Wound Dressings: Procurement

(asked on 22nd December 2015) - View Source

Question to the Department of Health and Social Care:

To ask Her Majesty’s Government what assessment they have made of the clinical and ethical justifications for setting the benchmark in the NHS Supply Chain generic project plans for a national formulary for wound care that 80 per cent of patients will be treated using clinically appropriate dressings.


This question was answered on 4th January 2016

The wide variety of choice in the current system is leading to duplication of wound care products. This can create more complexity for nurses and clinicians, making their clinical decisions more difficult and potentially leading to over specification and variation in standards of care. Of the 4,796 wound care products available through the NHS Supply Chain, 34% of lines have had no sales in the last 12 months.

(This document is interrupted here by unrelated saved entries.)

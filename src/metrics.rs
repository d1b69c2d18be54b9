//! Scoring statistics: counts per level and path, score distribution, timings.

use crate::types::assessment::{RiskAssessment, RiskLevel};
use crate::types::transaction::Transaction;
use std::collections::HashMap;
use std::sync::atomic::{AtomicU64, Ordering};
use std::sync::RwLock;
use std::time::{Duration, Instant};
use tracing::info;

/// Which scoring path produced an assessment
#[derive(Debug, Clone, Copy, PartialEq, Eq)]
pub enum ScoringPath {
    Local,
    Precomputed,
}

impl ScoringPath {
    /// Path the scorer takes for `tx`
    pub fn of(tx: &Transaction) -> Self {
        if tx.external.is_some() {
            ScoringPath::Precomputed
        } else {
            ScoringPath::Local
        }
    }
}

/// Metrics collector for scoring runs
pub struct ScoringMetrics {
    /// Total transactions scored
    pub transactions_scored: AtomicU64,
    /// Scored by local rules
    pub local_scored: AtomicU64,
    /// Scored from an upstream score
    pub precomputed_scored: AtomicU64,
    /// Assessments by risk level
    by_level: RwLock<HashMap<RiskLevel, u64>>,
    /// Factor occurrences by name
    factor_counts: RwLock<HashMap<String, u64>>,
    /// Scoring times (in microseconds)
    scoring_times: RwLock<Vec<u64>>,
    /// Score distribution buckets of width 10
    score_buckets: RwLock<[u64; 10]>,
    /// Start time for rate calculation
    start_time: Instant,
}

impl ScoringMetrics {
    pub fn new() -> Self {
        Self {
            transactions_scored: AtomicU64::new(0),
            local_scored: AtomicU64::new(0),
            precomputed_scored: AtomicU64::new(0),
            by_level: RwLock::new(HashMap::new()),
            factor_counts: RwLock::new(HashMap::new()),
            scoring_times: RwLock::new(Vec::with_capacity(1000)),
            score_buckets: RwLock::new([0; 10]),
            start_time: Instant::now(),
        }
    }

    /// Record one scored transaction
    pub fn record(&self, assessment: &RiskAssessment, path: ScoringPath, elapsed: Duration) {
        self.transactions_scored.fetch_add(1, Ordering::Relaxed);
        match path {
            ScoringPath::Local => self.local_scored.fetch_add(1, Ordering::Relaxed),
            ScoringPath::Precomputed => self.precomputed_scored.fetch_add(1, Ordering::Relaxed),
        };

        if let Ok(mut times) = self.scoring_times.write() {
            times.push(elapsed.as_micros() as u64);
            // Keep only last 10000 for memory efficiency
            if times.len() > 10000 {
                times.drain(0..5000);
            }
        }

        // 100 shares the top bucket with 90-99
        let bucket = (assessment.score as usize / 10).min(9);
        if let Ok(mut buckets) = self.score_buckets.write() {
            buckets[bucket] += 1;
        }

        if let Ok(mut by_level) = self.by_level.write() {
            *by_level.entry(assessment.level).or_insert(0) += 1;
        }

        if let Ok(mut counts) = self.factor_counts.write() {
            for factor in &assessment.factors {
                *counts.entry(factor.name.clone()).or_insert(0) += 1;
            }
        }
    }

    /// Get scoring time statistics
    pub fn get_timing_stats(&self) -> TimingStats {
        let Ok(times) = self.scoring_times.read() else {
            return TimingStats::default();
        };
        if times.is_empty() {
            return TimingStats::default();
        }

        let mut sorted: Vec<u64> = times.clone();
        sorted.sort_unstable();

        let sum: u64 = sorted.iter().sum();
        let count = sorted.len();
        let pick = |q: f64| sorted[((count as f64 * q) as usize).min(count - 1)];

        TimingStats {
            count: count as u64,
            mean_us: sum / count as u64,
            p50_us: pick(0.5),
            p95_us: pick(0.95),
            p99_us: pick(0.99),
            max_us: sorted[count - 1],
        }
    }

    /// Get assessments per level
    pub fn get_level_counts(&self) -> HashMap<RiskLevel, u64> {
        self.by_level
            .read()
            .map(|m| m.clone())
            .unwrap_or_default()
    }

    /// Most frequent factors, most common first
    pub fn get_top_factors(&self, limit: usize) -> Vec<(String, u64)> {
        let mut factors: Vec<(String, u64)> = self
            .factor_counts
            .read()
            .map(|m| m.iter().map(|(k, v)| (k.clone(), *v)).collect())
            .unwrap_or_default();
        factors.sort_by(|a, b| b.1.cmp(&a.1).then_with(|| a.0.cmp(&b.0)));
        factors.truncate(limit);
        factors
    }

    /// Get score distribution
    pub fn get_score_distribution(&self) -> [u64; 10] {
        self.score_buckets.read().map(|b| *b).unwrap_or([0; 10])
    }

    /// Transactions scored per second since creation
    pub fn get_throughput(&self) -> f64 {
        let elapsed = self.start_time.elapsed().as_secs_f64();
        if elapsed > 0.0 {
            self.transactions_scored.load(Ordering::Relaxed) as f64 / elapsed
        } else {
            0.0
        }
    }

    /// Print summary statistics
    pub fn print_summary(&self) {
        let total = self.transactions_scored.load(Ordering::Relaxed);
        let local = self.local_scored.load(Ordering::Relaxed);
        let precomputed = self.precomputed_scored.load(Ordering::Relaxed);
        let timing = self.get_timing_stats();
        let levels = self.get_level_counts();
        let score_dist = self.get_score_distribution();

        info!("╔══════════════════════════════════════════════════════════════╗");
        info!("║               RISK SCORING - METRICS SUMMARY                 ║");
        info!("╠══════════════════════════════════════════════════════════════╣");
        info!(
            "║ Transactions Scored: {:>8}  │  Throughput: {:>9.1} tx/s ║",
            total,
            self.get_throughput()
        );
        info!(
            "║ Local Rules:         {:>8}  │  Precomputed: {:>8}      ║",
            local, precomputed
        );
        info!(
            "║ Scoring Time (μs): mean={:>5} p50={:>5} p95={:>5} p99={:>5}  ║",
            timing.mean_us, timing.p50_us, timing.p95_us, timing.p99_us
        );
        info!("╠══════════════════════════════════════════════════════════════╣");
        info!("║ Assessments by Risk Level:                                   ║");
        for level in [RiskLevel::High, RiskLevel::Medium, RiskLevel::Low] {
            let count = levels.get(&level).copied().unwrap_or(0);
            let pct = if total > 0 {
                (count as f64 / total as f64) * 100.0
            } else {
                0.0
            };
            info!("║   {:10}: {:>6} ({:>5.1}%)", level, count, pct);
        }
        info!("╠══════════════════════════════════════════════════════════════╣");
        info!("║ Risk Score Distribution:                                     ║");
        let bucket_total: u64 = score_dist.iter().sum();
        for (i, &count) in score_dist.iter().enumerate() {
            let pct = if bucket_total > 0 {
                (count as f64 / bucket_total as f64) * 100.0
            } else {
                0.0
            };
            let bar: String = "█".repeat(((pct / 2.0) as usize).min(20));
            info!(
                "║   {:>3}-{:<3}: {:>6} ({:>5.1}%) {}",
                i * 10,
                if i == 9 { 100 } else { i * 10 + 9 },
                count,
                pct,
                bar
            );
        }
        info!("╚══════════════════════════════════════════════════════════════╝");

        let top = self.get_top_factors(5);
        if !top.is_empty() {
            info!("Most frequent risk factors:");
            for (name, count) in &top {
                info!("  {}: {}", name, count);
            }
        }
    }
}

impl Default for ScoringMetrics {
    fn default() -> Self {
        Self::new()
    }
}

/// Scoring time statistics
#[derive(Debug, Default, PartialEq, Eq)]
pub struct TimingStats {
    pub count: u64,
    pub mean_us: u64,
    pub p50_us: u64,
    pub p95_us: u64,
    pub p99_us: u64,
    pub max_us: u64,
}

#[cfg(test)]
mod tests {
    use super::*;
    use crate::types::assessment::{FactorValue, Impact, RiskFactor};
    use crate::types::transaction::ExternalScore;

    fn assessment(score: u8, level: RiskLevel, factors: &[&str]) -> RiskAssessment {
        RiskAssessment {
            score,
            level,
            confidence: 0.5,
            factors: factors
                .iter()
                .map(|name| RiskFactor::new(*name, *name, Impact::High, FactorValue::Flag(true)))
                .collect(),
        }
    }

    #[test]
    fn test_metrics_recording() {
        let metrics = ScoringMetrics::new();

        metrics.record(
            &assessment(100, RiskLevel::High, &["Suspicious IP", "3DS not passed"]),
            ScoringPath::Local,
            Duration::from_micros(10),
        );
        metrics.record(
            &assessment(42, RiskLevel::Low, &["Suspicious IP"]),
            ScoringPath::Precomputed,
            Duration::from_micros(30),
        );
        metrics.record(
            &assessment(0, RiskLevel::Low, &[]),
            ScoringPath::Local,
            Duration::from_micros(20),
        );

        assert_eq!(metrics.transactions_scored.load(Ordering::Relaxed), 3);
        assert_eq!(metrics.local_scored.load(Ordering::Relaxed), 2);
        assert_eq!(metrics.precomputed_scored.load(Ordering::Relaxed), 1);

        let levels = metrics.get_level_counts();
        assert_eq!(levels.get(&RiskLevel::Low), Some(&2));
        assert_eq!(levels.get(&RiskLevel::High), Some(&1));

        let dist = metrics.get_score_distribution();
        assert_eq!(dist[0], 1);
        assert_eq!(dist[4], 1);
        assert_eq!(dist[9], 1);

        assert_eq!(
            metrics.get_top_factors(1),
            vec![("Suspicious IP".to_string(), 2)]
        );
    }

    #[test]
    fn test_timing_stats() {
        let metrics = ScoringMetrics::new();
        assert_eq!(metrics.get_timing_stats(), TimingStats::default());

        for us in [10, 20, 30, 40] {
            metrics.record(
                &assessment(0, RiskLevel::Low, &[]),
                ScoringPath::Local,
                Duration::from_micros(us),
            );
        }

        let stats = metrics.get_timing_stats();
        assert_eq!(stats.count, 4);
        assert_eq!(stats.mean_us, 25);
        assert_eq!(stats.p50_us, 30);
        assert_eq!(stats.max_us, 40);
    }

    #[test]
    fn test_scoring_path_of() {
        let local = Transaction::new("tx_local", 10.0);
        assert_eq!(ScoringPath::of(&local), ScoringPath::Local);

        let upstream = local.with_external_score(ExternalScore {
            risk_score: 12.0,
            risk_factors: Vec::new(),
            fraud_probability: None,
        });
        assert_eq!(ScoringPath::of(&upstream), ScoringPath::Precomputed);
    }
}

Providing an agreed set of National Health Service requirements for wound care products will start to reduce this duplication, complexity and therefore potential risk, helping to improve patient outcomes through less variation in care.

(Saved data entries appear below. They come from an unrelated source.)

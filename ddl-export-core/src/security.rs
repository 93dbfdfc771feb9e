//! Credential handling.
//!
//! The database password lives in a zeroizing buffer for its whole lifetime
//! and is never part of any `Debug` or `Display` output.

use zeroize::{Zeroize, Zeroizing};

/// Secure credential container that automatically zeros memory on drop
#[derive(Clone, Zeroize)]
#[zeroize(drop)]
pub struct Credentials {
    pub username: Zeroizing<String>,
    pub password: Zeroizing<Option<String>>,
}

impl Credentials {
    /// Creates new credentials with automatic memory zeroing
    pub fn new(username: String, password: Option<String>) -> Self {
        Self {
            username: Zeroizing::new(username),
            password: Zeroizing::new(password),
        }
    }

    /// Gets the username (still protected by Zeroizing)
    pub fn username(&self) -> &str {
        &self.username
    }

    /// Gets the password for handing to the driver at connect time
    pub fn password(&self) -> Option<&str> {
        self.password.as_deref()
    }

    /// Checks if a non-empty username is present
    pub fn has_username(&self) -> bool {
        !self.username.is_empty()
    }

    /// Checks if a non-empty password is present without exposing it
    pub fn has_password(&self) -> bool {
        self.password.as_deref().is_some_and(|p| !p.is_empty())
    }
}

impl std::fmt::Debug for Credentials {
    fn fmt(&self, f: &mut std::fmt::Formatter<'_>) -> std::fmt::Result {
        f.debug_struct("Credentials")
            .field("username", &self.username())
            .field("password", &if self.has_password() { "****" } else { "<unset>" })
            .finish()
    }
}

/// Builds the EZConnect descriptor (`host:port/service`) handed to the driver.
pub fn connect_descriptor(host: &str, port: u16, service_name: &str) -> String {
    format!("{}:{}/{}", host, port, service_name)
}

/// Describes a connection target for logs and error context.
///
/// The password is never part of the description.
pub fn describe_target(credentials: &Credentials, descriptor: &str) -> String {
    if credentials.has_username() {
        format!("{}@{}", credentials.username(), descriptor)
    } else {
        descriptor.to_string()
    }
}
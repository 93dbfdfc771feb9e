//! Output files: one `.sql` file per table plus `export_summary.txt`.

use crate::Result;
use crate::error::ExportError;
use crate::models::{ExportRun, TableRef};
use chrono::{DateTime, SecondsFormat, Utc};
use std::path::{Path, PathBuf};
use tracing::info;

/// Name of the run summary inside the output directory
pub const SUMMARY_FILE_NAME: &str = "export_summary.txt";

/// Written in place of an empty DDL statement
const EMPTY_DDL_PLACEHOLDER: &str = "-- DDL content not available or empty\n";

/// Normalizes a DDL statement for writing.
///
/// Whitespace runs collapse to single spaces. The statement is terminated
/// with `;` and a newline.
///
/// ```rust
/// use ddl_export_core::writer::format_ddl;
///
/// let ddl = "CREATE TABLE HR.T (\n    ID NUMBER(10) NOT NULL\n);\n";
/// assert_eq!(format_ddl(ddl), "CREATE TABLE HR.T ( ID NUMBER(10) NOT NULL );\n");
/// ```
pub fn format_ddl(ddl: &str) -> String {
    let mut formatted = ddl.split_whitespace().collect::<Vec<_>>().join(" ");

    if formatted.is_empty() {
        return EMPTY_DDL_PLACEHOLDER.to_string();
    }

    if !formatted.ends_with(';') {
        formatted.push(';');
    }
    formatted.push('\n');
    formatted
}

/// File name for a table's DDL (`OWNER_TABLE.sql`).
///
/// Path separators inside quoted identifiers are replaced so the file always
/// lands directly in the output directory.
pub fn ddl_file_name(table: &TableRef) -> String {
    let sanitize = |part: &str| part.replace(['/', '\\'], "_");
    format!("{}_{}.sql", sanitize(&table.owner), sanitize(&table.name))
}

/// Renders the summary text for a run.
pub fn render_summary(
    total: usize,
    success_count: usize,
    failed: &[TableRef],
    exported_at: DateTime<Utc>,
) -> String {
    let mut lines = vec![
        "DDL Export Summary".to_string(),
        "===================".to_string(),
        format!(
            "Export Date: {}",
            exported_at.to_rfc3339_opts(SecondsFormat::Millis, true)
        ),
        format!("Total Tables Found: {}", total),
        format!("Successfully Exported: {}", success_count),
        format!("Failed Exports: {}", failed.len()),
        String::new(),
    ];

    if !failed.is_empty() {
        lines.push("Failed Tables:".to_string());
        lines.extend(failed.iter().map(|table| format!("- {}", table)));
    }

    let mut summary = lines.join("\n");
    summary.push('\n');
    summary
}

/// Writes export artifacts below one output directory.
#[derive(Debug, Clone)]
pub struct FileWriter {
    output_dir: PathBuf,
}

impl FileWriter {
    pub fn new(output_dir: impl Into<PathBuf>) -> Self {
        Self {
            output_dir: output_dir.into(),
        }
    }

    pub fn output_dir(&self) -> &Path {
        &self.output_dir
    }

    /// Creates the output directory (and parents) if it does not exist.
    ///
    /// # Errors
    /// Returns an I/O error if the directory cannot be created.
    pub async fn ensure_output_directory(&self) -> Result<()> {
        let exists = tokio::fs::try_exists(&self.output_dir)
            .await
            .map_err(|e| ExportError::Io {
                context: format!("Failed to inspect {}", self.output_dir.display()),
                source: e,
            })?;

        if !exists {
            tokio::fs::create_dir_all(&self.output_dir)
                .await
                .map_err(|e| ExportError::Io {
                    context: format!(
                        "Failed to create output directory {}",
                        self.output_dir.display()
                    ),
                    source: e,
                })?;
            info!("Created output directory: {}", self.output_dir.display());
        }

        Ok(())
    }

    /// Writes the formatted DDL for a table and returns the file path.
    ///
    /// # Errors
    /// Returns a file write error naming the target path.
    pub async fn write_ddl_file(&self, table: &TableRef, ddl: &str) -> Result<PathBuf> {
        let path = self.output_dir.join(ddl_file_name(table));

        tokio::fs::write(&path, format_ddl(ddl))
            .await
            .map_err(|e| ExportError::file_write(&path, e))?;

        info!("DDL written to: {}", path.display());
        Ok(path)
    }

    /// Writes `export_summary.txt` for a finished run.
    ///
    /// # Errors
    /// Returns a file write error naming the summary path.
    pub async fn create_summary_file(&self, run: &ExportRun) -> Result<PathBuf> {
        let path = self.output_dir.join(SUMMARY_FILE_NAME);
        let summary = render_summary(
            run.total_tables,
            run.success_count,
            &run.failed,
            run.exported_at,
        );

        tokio::fs::write(&path, summary)
            .await
            .map_err(|e| ExportError::file_write(&path, e))?;

        info!("Summary written to: {}", path.display());
        Ok(path)
    }
}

This issue was also highlighted by 74% of respondents to a Royal College of Nursing survey run by Nursing Times (Dec 2014) seeing opportunities to reduce duplication on wound care products, (more than any other type of product).

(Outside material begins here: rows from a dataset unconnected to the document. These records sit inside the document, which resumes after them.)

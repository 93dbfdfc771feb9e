//! Core library for exporting Oracle table DDL.
//!
//! This crate connects to one schema, lists the tables the login user owns,
//! retrieves each table's `CREATE TABLE` statement and writes it to its own
//! `.sql` file, followed by an `export_summary.txt` for the run.
//!
//! # Security Guarantees
//! - Passwords are zeroized on drop and never appear in logs or errors
//! - All catalog statements are read-only
//!
//! # Architecture
//! - [`catalog::CatalogClient`] owns the session and the two-tier DDL lookup
//! - [`writer::FileWriter`] formats and writes artifacts
//! - [`exporter::DdlExporter`] drives one run and isolates per-table failures
//! - Drivers live in [`adapters`] behind cargo features

pub mod adapters;
pub mod catalog;
pub mod config;
pub mod error;
pub mod exporter;
pub mod logging;
pub mod models;
pub mod security;
pub mod writer;

// Re-export commonly used types
pub use catalog::{CatalogClient, CatalogConnector, CatalogSession, DdlResult};
pub use config::{DatabaseConfig, ExportConfig};
pub use error::{ExportError, Result};
pub use exporter::{DdlExporter, ExportPhase};
pub use logging::init_logging;
pub use models::{ColumnDef, ColumnRecord, ExportReport, ExportResult, ExportRun, TableRef};
pub use security::Credentials;
pub use writer::FileWriter;
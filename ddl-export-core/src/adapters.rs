//! Database driver adapters and connector factory.
//!
//! Each adapter implements [`CatalogConnector`] for one engine behind a
//! cargo feature, so builds without a native client library stay possible.

use crate::Result;
use crate::catalog::CatalogConnector;

#[cfg(feature = "oracle")]
pub mod oracle;

/// Engines this build can talk to.
pub fn supported_backends() -> Vec<&'static str> {
    let mut backends = Vec::new();

    #[cfg(feature = "oracle")]
    backends.push("oracle");

    backends
}

/// Creates the connector for the default catalog backend.
///
/// # Errors
/// Returns a configuration error when the binary was built without any
/// database driver feature.
pub fn default_connector() -> Result<Box<dyn CatalogConnector>> {
    #[cfg(feature = "oracle")]
    {
        Ok(Box::new(oracle::OracleConnector::new()))
    }
    #[cfg(not(feature = "oracle"))]
    {
        Err(crate::error::ExportError::configuration(
            "No database driver available. Compile with --features oracle",
        ))
    }
}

The project is part of a wider piece of work the Department is working with the NHS Supply Chain on to deliver £300 million of savings by October 2018. Central to this is reducing the number of specifications and variations by category so the NHS can leverage its scale and deliver clinically appropriate solutions that represent ‘value for money’. Such approaches are common in other countries and help drive savings, improve clinical standards and protect front line nursing.